Dr. Huot, pictured second from the left, with three other graduate students in physiology in 1980. (Courtesy of USU)
Dr. Huot, pictured second from the left, with three other graduate students in physiology in 1980.
(Courtesy of USU)

Currently, Huot is a professor of medicine (nephrology) and the senior associate dean for Graduate Medical Education at Yale School of Medicine. He also oversees a hypertension referral clinic, precepts residents, and provides direct patient care. His research interests include hypertension education, hypertension management, and quality improvement in medical education.
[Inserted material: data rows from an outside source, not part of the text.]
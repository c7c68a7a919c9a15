//! The winit-backed window host and the Vulkan surface made from it.

use std::ffi::{CStr, c_char};

use ash::vk;
use raw_window_handle::{DisplayHandle, HasDisplayHandle, HasWindowHandle, WindowHandle};
use winit::dpi::{PhysicalPosition, PhysicalSize};
use winit::event_loop::ActiveEventLoop;
use winit::window::{Fullscreen, WindowAttributes};

use meshview_core::{Error, Result};

/// A `vk::SurfaceKHR` together with the loader that destroys it.
///
/// Dropped before the instance it was created from.
pub struct Surface {
    raw: vk::SurfaceKHR,
    loader: ash::khr::surface::Instance,
}

impl Surface {
    #[inline]
    pub fn handle(&self) -> vk::SurfaceKHR {
        self.raw
    }

    /// Capability, format and present mode queries go through this loader.
    #[inline]
    pub fn loader(&self) -> &ash::khr::surface::Instance {
        &self.loader
    }
}

impl Drop for Surface {
    fn drop(&mut self) {
        // SAFETY: `raw` came from `loader`'s instance and no swapchain uses it anymore.
        unsafe { self.loader.destroy_surface(self.raw, None) };
        tracing::debug!("Surface destroyed");
    }
}

/// The application window.
///
/// `size` is the client area in physical pixels, updated from resize events
/// so it matches what the swapchain is built for.
pub struct Window {
    raw: winit::window::Window,
    size: PhysicalSize<u32>,
}

impl Window {
    /// Opens a resizable window with a `width` x `height` client area.
    ///
    /// # Errors
    ///
    /// [`Error::Window`] if the platform refuses to create it.
    pub fn new(event_loop: &ActiveEventLoop, width: u32, height: u32, title: &str) -> Result<Self> {
        let attributes = WindowAttributes::default()
            .with_title(title)
            .with_inner_size(PhysicalSize::new(width, height))
            .with_resizable(true);
        let raw = event_loop
            .create_window(attributes)
            .map_err(|e| Error::Window(e.to_string()))?;

        let size = raw.inner_size();
        if size != PhysicalSize::new(width, height) {
            tracing::warn!(
                "Asked for a {}x{} window, got {}x{}",
                width,
                height,
                size.width,
                size.height
            );
        }
        tracing::info!("Window '{}' opened at {}x{}", title, size.width, size.height);

        Ok(Self { raw, size })
    }

    #[inline]
    pub fn client_size(&self) -> (u32, u32) {
        (self.size.width, self.size.height)
    }

    /// Records a new client size. Call from `WindowEvent::Resized`.
    pub fn resize(&mut self, width: u32, height: u32) {
        self.size = PhysicalSize::new(width, height);
        tracing::debug!("Window client area now {}x{}", width, height);
    }

    /// Width over height, or 1.0 while the window is minimized.
    pub fn aspect_ratio(&self) -> f32 {
        aspect_ratio(self.size)
    }

    /// Resolution of the monitor the window is currently on.
    pub fn screen_size(&self) -> Option<(u32, u32)> {
        let monitor = self.raw.current_monitor()?;
        let PhysicalSize { width, height } = monitor.size();
        Some((width, height))
    }

    #[inline]
    pub fn request_redraw(&self) {
        self.raw.request_redraw();
    }

    #[inline]
    pub fn show_cursor(&self, visible: bool) {
        self.raw.set_cursor_visible(visible);
    }

    /// Warps the cursor to `(x, y)` in client coordinates.
    ///
    /// # Errors
    ///
    /// [`Error::Window`] on platforms that cannot move the cursor.
    pub fn set_cursor_position(&self, x: f32, y: f32) -> Result<()> {
        let position = PhysicalPosition::new(f64::from(x), f64::from(y));
        self.raw
            .set_cursor_position(position)
            .map_err(|e| Error::Window(format!("cannot move cursor: {e}")))
    }

    /// Borderless fullscreen on the current monitor when `enabled`, windowed otherwise.
    pub fn set_fullscreen(&self, enabled: bool) {
        if enabled == self.is_fullscreen() {
            return;
        }
        self.raw.set_fullscreen(enabled.then_some(Fullscreen::Borderless(None)));
        tracing::info!("Fullscreen {}", if enabled { "on" } else { "off" });
    }

    #[inline]
    pub fn is_fullscreen(&self) -> bool {
        self.raw.fullscreen().is_some()
    }

    /// Instance extensions a surface for this window needs.
    ///
    /// # Errors
    ///
    /// [`Error::Surface`] if the display server has no Vulkan surface support.
    pub fn required_extensions(&self) -> Result<Vec<*const c_char>> {
        let names = ash_window::enumerate_required_extensions(self.display()?.as_raw())
            .map_err(|e| Error::Surface(format!("no surface extensions for this display: {e}")))?;

        for &name in names {
            // SAFETY: ash-window hands out pointers to static NUL-terminated strings.
            let name = unsafe { CStr::from_ptr(name) };
            tracing::debug!("Surface extension {:?}", name);
        }
        Ok(names.to_vec())
    }

    /// Creates the Vulkan surface. `instance` must have the extensions from
    /// [`required_extensions`](Self::required_extensions) enabled.
    ///
    /// # Errors
    ///
    /// [`Error::Window`] if the window handles are unavailable, otherwise
    /// [`Error::Surface`].
    pub fn create_surface(&self, entry: &ash::Entry, instance: &ash::Instance) -> Result<Surface> {
        let display = self.display()?;
        let window = self.window()?;

        // SAFETY: Both handles belong to `self.raw`, which outlives the
        // surface, and `Surface::drop` destroys it.
        let raw = unsafe {
            ash_window::create_surface(entry, instance, display.as_raw(), window.as_raw(), None)
        }
        .map_err(|e| Error::Surface(e.to_string()))?;

        tracing::info!("Surface created");
        Ok(Surface {
            raw,
            loader: ash::khr::surface::Instance::new(entry, instance),
        })
    }

    fn display(&self) -> Result<DisplayHandle<'_>> {
        self.raw
            .display_handle()
            .map_err(|e| Error::Window(format!("display handle unavailable: {e}")))
    }

    fn window(&self) -> Result<WindowHandle<'_>> {
        self.raw
            .window_handle()
            .map_err(|e| Error::Window(format!("window handle unavailable: {e}")))
    }
}

fn aspect_ratio(size: PhysicalSize<u32>) -> f32 {
    if size.width == 0 || size.height == 0 {
        1.0
    } else {
        size.width as f32 / size.height as f32
    }
}

#[cfg(test)]
mod tests {
    use super::*;

    #[test]
    fn test_aspect_ratio() {
        assert_eq!(aspect_ratio(PhysicalSize::new(1280, 720)), 1280.0 / 720.0);
        assert_eq!(aspect_ratio(PhysicalSize::new(512, 512)), 1.0);
    }

    #[test]
    fn test_aspect_ratio_of_minimized_window() {
        assert_eq!(aspect_ratio(PhysicalSize::new(0, 0)), 1.0);
        assert_eq!(aspect_ratio(PhysicalSize::new(800, 0)), 1.0);
    }
}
He acknowledges that his current position at Yale is directly related to what he learned and experienced at USU. “In USU’s Ph.D. science program, I learned how to ask questions constructively, and I apply that pretty much every day in what I do. My research has evolved from human physiology and hypertension to medical education and hypertension quality improvement.” 

Huot adds, “There are things I know and understand at a deep level today that I learned when at USU. While the specifics and the details are more molecular than what they were back then, those concepts that I learned have really stood the test of time. I’m proud of and grateful for that.” 

He’s also thankful for the independence required to be not only the first Ph.D. graduate at USU, but also for a while the only graduate student. He grew up a lot and “that was really good for me,” he says. “I’m always proud to let people know that I’m a graduate of USU. Hopefully, I represent the institution well.”

Huot has returned to the USU campus a few times over the years, but was unable to make the last reunion of the class of 1981. 

“Actually, several medical education research colleagues of mine―Drs. Richard Hawkins, Eric Holmboe, and Louis Pangaro―were all on the faculty at USU at some point, and all have had major medical education leadership careers. Once, I brought a team of about 15 faculty members from Yale to USU with me, and we worked on faculty development with these colleagues, taking advantage of the state-of-the-art education simulation facilities. That was a great trip!” 

He tries to stay socially connected with the university and with his USU friends. He notes that Yale’s emergency medicine residency fellowship director, Dr. David Della-Giustina, is also a graduate of USU. 

Huot advises future Ph.D. students to take advantage of opportunities that unfold in front of them that they might not have thought would become part of their life’s plan. He encourages students “to have the confidence and courage to step in a different direction when you encounter things that you really get excited about and that you can see yourself being passionate about, even if it’s something that wasn’t on your horizon in the beginning.”

Although his path is his own, Huot knows he’s part of the innovative legacy of USU that helps keep the world moving forward.